Directors, Executive Officers and Corporate Governance

The Partnership has no directors or executive officers.  The Partnership is managed by PDC, the Managing General Partner.
 
PDC, a publicly-owned Nevada corporation, was organized in 1955.  The common stock of PDC is traded on the NASDAQ Global Select Market under the symbol "PETD."  Since 1969, PDC has been engaged in the business of exploring for, developing and producing oil and gas primarily in West Virginia, Tennessee, Pennsylvania, Michigan and the Rocky Mountains.  As of December 31, 2008, PDC had approximately 317 employees.  PDC will make available to Investor Partners, upon request, audited financial statements of PDC for the most recent fiscal year and unaudited financial statements for interim periods.  PDC's Internet address is www.petd.com.  PDC posts on its Internet Web site its periodic and current reports and other information, including its audited financial statements, that it files with the SEC, as well as various charters and other corporate governance information.

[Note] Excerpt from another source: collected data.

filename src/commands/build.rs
//! @dose
//! purpose: Implements the build command (also the bare `amalgam` invocation) that writes
//!     the single-header distribution.
//!
//! invariants:
//!     - Nothing is written unless every input was read and stripped successfully
//!
//! flows:
//!     - Configure: load amalgam.toml, apply --output
//!     - Amalgamate: run the pipeline, which writes atomically
//!     - Report: log the destination and what went into it

use super::load_config;
use crate::amalgamator::Amalgamator;
use crate::cli::BuildArgs;
use anyhow::{Context, Result};
use std::path::Path;

pub fn run_build(args: &BuildArgs, root: &Path, config: Option<&Path>) -> Result<()> {
    let config = load_config(root, config, args.output.as_ref())?;
    let amalgamator = Amalgamator::new(root, config);

    let summary = amalgamator
        .run()
        .context("Failed to build single header")?;

    for source in &summary.sources {
        let relative = source.strip_prefix(root).unwrap_or(source);
        tracing::debug!("included {}", relative.display());
    }
    tracing::info!(
        "Wrote {} ({} sources, {} includes, {} bytes)",
        summary.output.display(),
        summary.sources.len(),
        summary.includes,
        summary.bytes
    );

    Ok(())
}

#[cfg(test)]
mod tests {
    use super::*;
    use std::fs;
    use std::path::PathBuf;
    use tempfile::TempDir;

    fn write_library(root: &Path) {
        fs::create_dir_all(root.join("include")).unwrap();
        fs::create_dir_all(root.join("src")).unwrap();
        fs::write(
            root.join("include/fig.h"),
            "#ifndef FIG_H\n#define FIG_H\nint fig(void);\n#endif\n",
        )
        .unwrap();
        fs::write(
            root.join("include/fig_config.h"),
            "#ifndef FIG_CONFIG_H\n#define FIG_CONFIG_H\n#define FIG_LOAD_GIF\n#endif\n",
        )
        .unwrap();
        fs::write(
            root.join("src/fig.c"),
            "#include <fig.h>\nint fig(void) { return 0; }\n",
        )
        .unwrap();
    }

    #[test]
    fn test_build_default_output() {
        let temp_dir = TempDir::new().unwrap();
        write_library(temp_dir.path());

        let result = run_build(&BuildArgs::default(), temp_dir.path(), None);
        assert!(result.is_ok());

        let output = fs::read_to_string(temp_dir.path().join("single_header/fig.h")).unwrap();
        assert!(output.starts_with("#ifndef FIG_H\n#define FIG_H\n"));
        assert!(output.contains("int fig(void) { return 0; }\n"));
        assert!(!output.contains("#include <fig.h>\n"));
    }

    #[test]
    fn test_build_output_override() {
        let temp_dir = TempDir::new().unwrap();
        write_library(temp_dir.path());

        let args = BuildArgs {
            output: Some(PathBuf::from("out/fig.h")),
        };
        run_build(&args, temp_dir.path(), None).unwrap();

        assert!(temp_dir.path().join("out/fig.h").exists());
        assert!(!temp_dir.path().join("single_header").exists());
    }

    #[test]
    fn test_build_with_config_file() {
        let temp_dir = TempDir::new().unwrap();
        write_library(temp_dir.path());
        let config_path = temp_dir.path().join("custom.toml");
        fs::write(&config_path, "implementation_flag = \"FIG_IMPL\"\n").unwrap();

        run_build(&BuildArgs::default(), temp_dir.path(), Some(&config_path)).unwrap();

        let output = fs::read_to_string(temp_dir.path().join("single_header/fig.h")).unwrap();
        assert!(output.contains("#ifdef FIG_IMPL\n"));
    }

    #[test]
    fn test_build_missing_config_file_fails() {
        let temp_dir = TempDir::new().unwrap();
        write_library(temp_dir.path());
        let config_path = temp_dir.path().join("missing.toml");

        let result = run_build(&BuildArgs::default(), temp_dir.path(), Some(&config_path));
        assert!(result.is_err());
    }

    #[test]
    fn test_build_missing_public_header_fails() {
        let temp_dir = TempDir::new().unwrap();
        write_library(temp_dir.path());
        fs::remove_file(temp_dir.path().join("include/fig.h")).unwrap();

        let err = run_build(&BuildArgs::default(), temp_dir.path(), None).unwrap_err();
        assert!(format!("{:#}", err).contains("fig.h"));
        assert!(!temp_dir.path().join("single_header").exists());
    }
}
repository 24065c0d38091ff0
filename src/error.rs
//! @dose
//! purpose: Error taxonomy for an amalgamation run. Every variant is fatal; the run
//!     stops before the output file is touched.
//!
//! invariants:
//!     - Every variant names the file or pattern it concerns
//!     - GuardError carries no path so guard stripping stays a pure function
//!
//! gotchas:
//!     - NoSources is the glob flavour of MissingInput: a pattern that matched nothing

use std::path::PathBuf;
use thiserror::Error;

/// Which part of the include guard triple could not be located
#[derive(Debug, Clone, Copy, PartialEq, Eq)]
pub enum GuardPart {
    Open,
    Define,
    Close,
}

impl std::fmt::Display for GuardPart {
    fn fmt(&self, f: &mut std::fmt::Formatter<'_>) -> std::fmt::Result {
        match self {
            GuardPart::Open => write!(f, "#ifndef"),
            GuardPart::Define => write!(f, "#define"),
            GuardPart::Close => write!(f, "#endif"),
        }
    }
}

#[derive(Error, Debug, Clone, PartialEq, Eq)]
pub enum GuardError {
    #[error("expected `{expected}` but got `{found}` (line {line})")]
    Mismatch {
        expected: String,
        found: String,
        line: usize,
    },
    #[error("include guard `{guard}` is missing its `{part}` line")]
    Missing { guard: String, part: GuardPart },
}

#[derive(Error, Debug)]
pub enum AmalgamError {
    #[error("malformed include guard in {}", path.display())]
    MalformedGuard {
        path: PathBuf,
        #[source]
        source: GuardError,
    },
    #[error("required input is missing: {}", path.display())]
    MissingInput { path: PathBuf },
    #[error("no implementation files match `{pattern}`")]
    NoSources { pattern: String },
    #[error("invalid glob pattern `{pattern}`: {message}")]
    Pattern { pattern: String, message: String },
    #[error("I/O error on {}", path.display())]
    Io {
        path: PathBuf,
        #[source]
        source: std::io::Error,
    },
    #[error("failed to parse {}", path.display())]
    Config {
        path: PathBuf,
        #[source]
        source: Box<toml::de::Error>,
    },
}

pub type Result<T, E = AmalgamError> = std::result::Result<T, E>;
//! @dose
//! purpose: This module defines the command-line interface for amalgam using the clap derive
//!     macros. Every argument is optional; a bare `amalgam` builds the single header.
//!
//! when-editing:
//!     - !Each command struct must derive Args and be added to the Commands enum
//!     - !Global flags (root, config, verbose) are defined on Cli and propagate to all subcommands
//!     - Flags only override amalgam.toml values; they never change the merge itself
//!
//! invariants:
//!     - A missing subcommand means Build with default arguments
//!     - PathBuf is used for all file/directory path arguments
//!
//! gotchas:
//!     - --output is relative to --root, just like the output key in amalgam.toml
//!     - --root can be placed before or after the subcommand

use clap::{Args, Parser, Subcommand};
use std::path::PathBuf;

#[derive(Parser)]
#[command(name = "amalgam")]
#[command(author, version, about = "Single-header amalgamation for C libraries")]
#[command(propagate_version = true)]
pub struct Cli {
    /// Path to project root (defaults to current directory)
    #[arg(short, long, global = true)]
    pub root: Option<PathBuf>,

    /// Configuration file (defaults to <root>/amalgam.toml)
    #[arg(short, long, global = true)]
    pub config: Option<PathBuf>,

    /// Verbose output
    #[arg(short, long, global = true)]
    pub verbose: bool,

    #[command(subcommand)]
    pub command: Option<Commands>,
}

#[derive(Subcommand)]
pub enum Commands {
    /// Write the single-header distribution (default)
    Build(BuildArgs),

    /// Verify the single header is up to date without writing it
    Check(CheckArgs),
}

#[derive(Args, Default, Clone)]
pub struct BuildArgs {
    /// Output file, overriding amalgam.toml
    #[arg(short, long)]
    pub output: Option<PathBuf>,
}

#[derive(Args, Default, Clone)]
pub struct CheckArgs {
    /// Output file to compare against, overriding amalgam.toml
    #[arg(short, long)]
    pub output: Option<PathBuf>,
}

impl Cli {
    /// The subcommand to run, defaulting to Build
    pub fn command_or_default(&self) -> Commands {
        match &self.command {
            Some(Commands::Build(args)) => Commands::Build(args.clone()),
            Some(Commands::Check(args)) => Commands::Check(args.clone()),
            None => Commands::Build(BuildArgs::default()),
        }
    }
}
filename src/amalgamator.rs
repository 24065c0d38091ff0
//! @dose
//! purpose: The amalgamation pipeline. Reads the public header, the configuration header
//!     and the implementation files, strips guards and self-includes, hoists includes, and
//!     writes one single-header distribution gated behind an implementation flag.
//!
//! when-editing:
//!     - !Every read and every transform happens before the write; a failure anywhere
//!       leaves the destination untouched
//!     - !The write goes through a temp file in the destination directory and a rename
//!     - Implementation files are concatenated in sorted path order for stable output
//!
//! invariants:
//!     - Same inputs produce byte-identical output
//!     - The output opens with the outer guard and closes with `#endif` plus a blank line
//!     - Config body precedes public body so configuration macros are visible to it
//!
//! do-not:
//!     - Never guard-strip implementation files; any guard inside one is opaque text
//!     - Never hoist includes out of the header bodies
//!
//! flows:
//!     - Headers: load, strip guard, ensure trailing newline, drop the config include
//!       from the public body
//!     - Sources: glob, sort, exclude, strip self-include, ensure newline, concatenate
//!     - Merge: hoist includes of the concatenated implementation body
//!     - Emit: render OutputDocument, write atomically

use crate::config::{Config, LineEnding};
use crate::error::{AmalgamError, Result};
use crate::guard::strip_include_guard;
use crate::includes::{hoist_includes, strip_self_include, HoistedIncludes};
use crate::source::{ensure_trailing_newline, SourceDocument};
use std::fmt;
use std::fs;
use std::io::Write;
use std::path::{Path, PathBuf};

/// The assembled single header, before line endings are applied
#[derive(Debug, Clone, PartialEq, Eq)]
pub struct OutputDocument {
    pub outer_guard: String,
    pub usage: Vec<String>,
    pub config_body: Vec<String>,
    pub public_body: Vec<String>,
    pub implementation_flag: String,
    pub implementation: HoistedIncludes,
}

impl fmt::Display for OutputDocument {
    fn fmt(&self, f: &mut fmt::Formatter<'_>) -> fmt::Result {
        writeln!(f, "#ifndef {}", self.outer_guard)?;
        writeln!(f, "#define {}", self.outer_guard)?;
        for line in self
            .usage
            .iter()
            .chain(&self.config_body)
            .chain(&self.public_body)
        {
            f.write_str(line)?;
        }
        writeln!(f, "#ifdef {}", self.implementation_flag)?;
        for line in self
            .implementation
            .includes
            .iter()
            .chain(&self.implementation.remaining)
        {
            f.write_str(line)?;
        }
        f.write_str("#endif\n\n#endif\n\n")
    }
}

impl OutputDocument {
    /// Render the document with the given line ending
    pub fn render(&self, line_ending: LineEnding) -> String {
        let out = self.to_string();
        match line_ending {
            LineEnding::Lf => out,
            ending => out.replace('\n', ending.as_str()),
        }
    }
}

/// What a completed run produced
#[derive(Debug, Clone)]
pub struct RunSummary {
    pub output: PathBuf,
    pub sources: Vec<PathBuf>,
    pub includes: usize,
    pub bytes: usize,
}

/// Result of comparing a fresh render against the destination file
#[derive(Debug, Clone, Copy, PartialEq, Eq)]
pub enum CheckStatus {
    UpToDate,
    Stale,
    Missing,
}

pub struct Amalgamator {
    root: PathBuf,
    config: Config,
}

impl Amalgamator {
    pub fn new(root: impl Into<PathBuf>, config: Config) -> Self {
        Self {
            root: root.into(),
            config,
        }
    }

    pub fn config(&self) -> &Config {
        &self.config
    }

    /// Absolute destination path
    pub fn output_path(&self) -> PathBuf {
        self.resolve(&self.config.output())
    }

    fn resolve(&self, path: &Path) -> PathBuf {
        if path.is_absolute() {
            path.to_path_buf()
        } else {
            self.root.join(path)
        }
    }

    /// Load a header and return its body without the include guard
    fn header_body(&self, path: &Path, guard: &str) -> Result<Vec<String>> {
        let doc = SourceDocument::load(&self.resolve(path))?;
        let body = strip_include_guard(guard, &doc.lines).map_err(|source| {
            AmalgamError::MalformedGuard {
                path: doc.path.clone(),
                source,
            }
        })?;
        Ok(ensure_trailing_newline(body))
    }

    /// Implementation files matched by the source glob, minus exclusions, sorted by
    /// their path text (`src/a.c` before `src/a/x.c`)
    pub fn collect_sources(&self) -> Result<Vec<PathBuf>> {
        let pattern = self.source_pattern();
        let exclusions = self.config.exclusions()?;

        let entries = glob::glob(&pattern).map_err(|e| AmalgamError::Pattern {
            pattern: self.config.sources.clone(),
            message: e.to_string(),
        })?;

        let mut sources = Vec::new();
        for entry in entries {
            let path = entry.map_err(|e| AmalgamError::Io {
                path: e.path().to_path_buf(),
                source: e.into_error(),
            })?;
            if !path.is_file() {
                continue;
            }
            let relative = path.strip_prefix(&self.root).unwrap_or(&path);
            if exclusions.as_ref().is_some_and(|set| set.is_match(relative)) {
                tracing::debug!("excluding {}", relative.display());
                continue;
            }
            sources.push(path);
        }

        if sources.is_empty() {
            return Err(AmalgamError::NoSources {
                pattern: self.config.sources.clone(),
            });
        }

        sources.sort_by(|a, b| a.to_string_lossy().cmp(&b.to_string_lossy()));
        Ok(sources)
    }

    /// The source glob anchored at the root; the root itself is matched literally
    fn source_pattern(&self) -> String {
        let sources = Path::new(&self.config.sources);
        if sources.is_absolute() {
            return self.config.sources.clone();
        }
        let root = glob::Pattern::escape(&self.root.to_string_lossy());
        Path::new(&root).join(sources).to_string_lossy().into_owned()
    }

    /// Concatenate implementation files with self-includes removed
    fn implementation_body(&self, sources: &[PathBuf]) -> Result<Vec<String>> {
        let marker = self.config.self_include();
        let config_marker = self.config.config_include();
        let mut combined = Vec::new();
        for path in sources {
            let doc = SourceDocument::load(path)?;
            tracing::debug!("merging {} ({} lines)", path.display(), doc.lines.len());
            let lines = strip_self_include(&marker, doc.lines);
            let lines = strip_self_include(&config_marker, lines);
            combined.extend(ensure_trailing_newline(lines));
        }
        Ok(combined)
    }

    fn usage_comment(&self) -> Vec<String> {
        let output = self.config.output();
        let header_name = output
            .file_name()
            .map(|n| n.to_string_lossy().into_owned())
            .unwrap_or_else(|| format!("{}.h", self.config.name));
        vec![
            format!("/* A single-header distribution of {}. */\n", self.config.name),
            "/* To use, there must be ONE source file that contains the library implementation: */\n"
                .to_string(),
            format!("/* #define {} */\n", self.config.implementation_flag()),
            format!("/* #include <{}> */\n", header_name),
        ]
    }

    /// Read every input and assemble the output document without writing anything
    pub fn assemble(&self) -> Result<(OutputDocument, Vec<PathBuf>)> {
        // The config body is inlined right above, so its include would dangle
        let public_body = strip_self_include(
            &self.config.config_include(),
            self.header_body(&self.config.public_header(), &self.config.public_guard())?,
        );
        let config_body =
            self.header_body(&self.config.config_header(), &self.config.config_guard())?;

        let sources = self.collect_sources()?;
        let implementation = hoist_includes(self.implementation_body(&sources)?);

        let document = OutputDocument {
            outer_guard: self.config.outer_guard(),
            usage: self.usage_comment(),
            config_body,
            public_body,
            implementation_flag: self.config.implementation_flag(),
            implementation,
        };
        Ok((document, sources))
    }

    /// Render the single header as text
    pub fn render(&self) -> Result<String> {
        let (document, _) = self.assemble()?;
        Ok(document.render(self.config.line_ending))
    }

    /// Build and write the single header
    pub fn run(&self) -> Result<RunSummary> {
        let (document, sources) = self.assemble()?;
        let text = document.render(self.config.line_ending);
        let output = self.output_path();
        write_atomic(&output, &text)?;

        Ok(RunSummary {
            output,
            sources,
            includes: document.implementation.includes.len(),
            bytes: text.len(),
        })
    }

    /// Compare a fresh render against the destination without writing
    pub fn check(&self) -> Result<CheckStatus> {
        let text = self.render()?;
        let output = self.output_path();
        if !output.is_file() {
            return Ok(CheckStatus::Missing);
        }
        let current = fs::read_to_string(&output).map_err(|source| AmalgamError::Io {
            path: output.clone(),
            source,
        })?;
        Ok(if current == text {
            CheckStatus::UpToDate
        } else {
            CheckStatus::Stale
        })
    }
}

/// Replace `path` with `contents` via a sibling temp file and rename
fn write_atomic(path: &Path, contents: &str) -> Result<()> {
    let io_err = |source| AmalgamError::Io {
        path: path.to_path_buf(),
        source,
    };

    let parent = match path.parent() {
        Some(p) if !p.as_os_str().is_empty() => p.to_path_buf(),
        _ => PathBuf::from("."),
    };
    fs::create_dir_all(&parent).map_err(io_err)?;

    #[cfg_attr(not(unix), allow(unused_mut))]
    let mut builder = tempfile::Builder::new();
    // Same mode as a plain create: 0666 less the umask
    #[cfg(unix)]
    {
        use std::os::unix::fs::PermissionsExt;
        builder.permissions(fs::Permissions::from_mode(0o666));
    }
    let mut tmp = builder.tempfile_in(&parent).map_err(io_err)?;
    tmp.write_all(contents.as_bytes()).map_err(io_err)?;
    tmp.as_file().sync_all().map_err(io_err)?;

    if let Ok(meta) = fs::metadata(path) {
        tmp.as_file()
            .set_permissions(meta.permissions())
            .map_err(io_err)?;
    }
    tmp.persist(path).map_err(|e| io_err(e.error))?;
    Ok(())
}
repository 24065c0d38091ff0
mod args;

pub use args::*;
use kornia_image::{Image, allocator::CpuAllocator};

/// A single visual question: the decoded bitmap and the question text.
pub struct VqaRequest {
    pub image: Image<u8, 3, CpuAllocator>,
    pub question: String,
}

/// Decoded output of one generation call.
///
/// Models may produce several candidate sequences; only the first one is
/// returned to clients.
#[derive(Debug, Clone, Default, PartialEq)]
pub struct VqaAnswer {
    pub candidates: Vec<String>,
}

impl VqaAnswer {
    pub fn single(answer: impl Into<String>) -> Self {
        Self {
            candidates: vec![answer.into()],
        }
    }

    /// Takes the first decoded candidate, if any was generated.
    pub fn first(self) -> Option<String> {
        self.candidates.into_iter().next()
    }
}

/// Trait for models that can answer a question about an image.
///
/// Implementors own all of their weights and state; the engine guarantees
/// `run` is only ever called from one thread at a time.
pub trait VqaModel {
    /// The error type that can be returned during inference.
    type Error: std::error::Error + Send + Sync + 'static;

    /// Runs generation for one request. No parameters are updated.
    fn run(&mut self, request: VqaRequest) -> Result<VqaAnswer, Self::Error>;
}
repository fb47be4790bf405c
use crate::{
    error::VqaError,
    model::{VqaAnswer, VqaModel, VqaRequest},
};
use kornia_vlm::paligemma::{Paligemma, PaligemmaConfig, PaligemmaError};

/// Hub identifier of the checkpoint pulled by the default PaliGemma config.
pub const MODEL_ID: &str = "google/paligemma-3b-mix-224";

/// Maximum number of tokens generated per answer unless overridden.
pub const DEFAULT_SAMPLE_LEN: usize = 50;

/// PaliGemma wrapped as a [`VqaModel`].
pub struct PaligemmaVqa {
    model: Paligemma,
    sample_len: usize,
}

impl PaligemmaVqa {
    /// Loads the processor and weights for [`MODEL_ID`].
    ///
    /// Weights are fetched from the Hugging Face hub on first use and served
    /// from the local cache afterwards. There are no retries: a failure here
    /// is meant to abort startup.
    pub fn load(sample_len: usize) -> Result<Self, VqaError> {
        log::info!("Loading {MODEL_ID}");

        let model = Paligemma::new(PaligemmaConfig::default())
            .map_err(|e| VqaError::ModelLoad(format!("{MODEL_ID}: {e}")))?;

        log::info!("Model {MODEL_ID} ready");

        Ok(Self { model, sample_len })
    }
}

impl VqaModel for PaligemmaVqa {
    type Error = PaligemmaError;

    fn run(&mut self, request: VqaRequest) -> Result<VqaAnswer, Self::Error> {
        let answer =
            self.model
                .inference(&request.image, &request.question, self.sample_len, false)?;

        Ok(VqaAnswer::single(answer))
    }
}
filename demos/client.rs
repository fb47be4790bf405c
use argh::FromArgs;
use reqwest::multipart::{Form, Part};
use std::path::PathBuf;

// defaults for the client
const DEFAULT_HOST: &str = "localhost";
const DEFAULT_PORT: u16 = 3000;

#[derive(FromArgs)]
/// kornia-vqa client for asking questions about images
struct ClientArgs {
    /// the host to connect to
    #[argh(option, short = 'h', default = "DEFAULT_HOST.to_string()")]
    host: String,

    /// the port to connect to
    #[argh(option, short = 'p', default = "DEFAULT_PORT")]
    port: u16,

    /// command to execute: "ask" or "status"
    #[argh(subcommand)]
    command: ClientCommands,
}

#[derive(FromArgs)]
#[argh(subcommand)]
enum ClientCommands {
    Ask(AskCommand),
    Status(StatusCommand),
}

#[derive(FromArgs)]
/// Upload an image and ask a question about it
#[argh(subcommand, name = "ask")]
struct AskCommand {
    /// the path to the image
    #[argh(option, short = 'i')]
    image_path: PathBuf,

    /// the question to ask
    #[argh(option, short = 'q')]
    question: String,
}

#[derive(FromArgs)]
/// Check the engine status
#[argh(subcommand, name = "status")]
struct StatusCommand {}

#[tokio::main]
async fn main() -> Result<(), Box<dyn std::error::Error>> {
    let args: ClientArgs = argh::from_env();

    let client = reqwest::Client::new();

    // format the host and port
    let addr = format!("{}:{}", args.host, args.port);

    let response = match args.command {
        ClientCommands::Ask(ask) => {
            let file_name = ask
                .image_path
                .file_name()
                .and_then(|name| name.to_str())
                .unwrap_or("image")
                .to_string();
            let bytes = tokio::fs::read(&ask.image_path).await?;

            let form = Form::new()
                .part("image", Part::bytes(bytes).file_name(file_name))
                .text("question", ask.question);

            client
                .post(format!("http://{}/vqa/", addr))
                .multipart(form)
                .send()
                .await?
        }
        ClientCommands::Status(_) => {
            client
                .get(format!("http://{}/status", addr))
                .send()
                .await?
        }
    };

    let status = response.status();
    let result = response.json::<serde_json::Value>().await?;
    println!("{}: {}", status, serde_json::to_string_pretty(&result)?);

    Ok(())
}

As the Managing General Partner, PDC actively manages and conducts the business of the Partnership.  PDC has the full and complete power to do any and all things necessary and incident to the management and conduct of the Partnership's business.  PDC is responsible for maintaining Partnership bank accounts, collecting Partnership revenues, making distributions to the partners, delivering reports to the partners, and supervising the drilling, completion, and operation of the Partnership's natural gas and oil wells.  The executive officers of PDC are full-time employees of PDC.  As such, they devote the entirety of their daily time to the business and operations of PDC.  One of the major business segments of PDC includes the operation of the business of PDC's sponsored limited partnerships, including the Partnership.  An element of their job responsibilities requires that they devote such time and attention to the business and affairs of the Partnership as is reasonably required.  This time commitment varies for each individual and varies over the life of the Partnership.

In addition to managing the affairs of the Partnership, the management and technical staff of PDC also manage the corporate affairs of PDC, the affairs of 33 limited partnerships and other joint ventures formed over the years.  PDC owns an interest in all of the 33 limited partnerships for which it acts as Managing General Partner.  Because PDC must divide its attention and efforts among many unrelated parties, the Partnership does not receive its full attention or efforts at all times, however, PDC believes that it devotes sufficient time, attention and expertise to the Partnership to appropriately manage the affairs of the Partnership.  Since PDC has an interest in all Partnership wells, the operations of such wells receive the full attention of the operations group to maximize the well’s performance for both the Partnership and PDC.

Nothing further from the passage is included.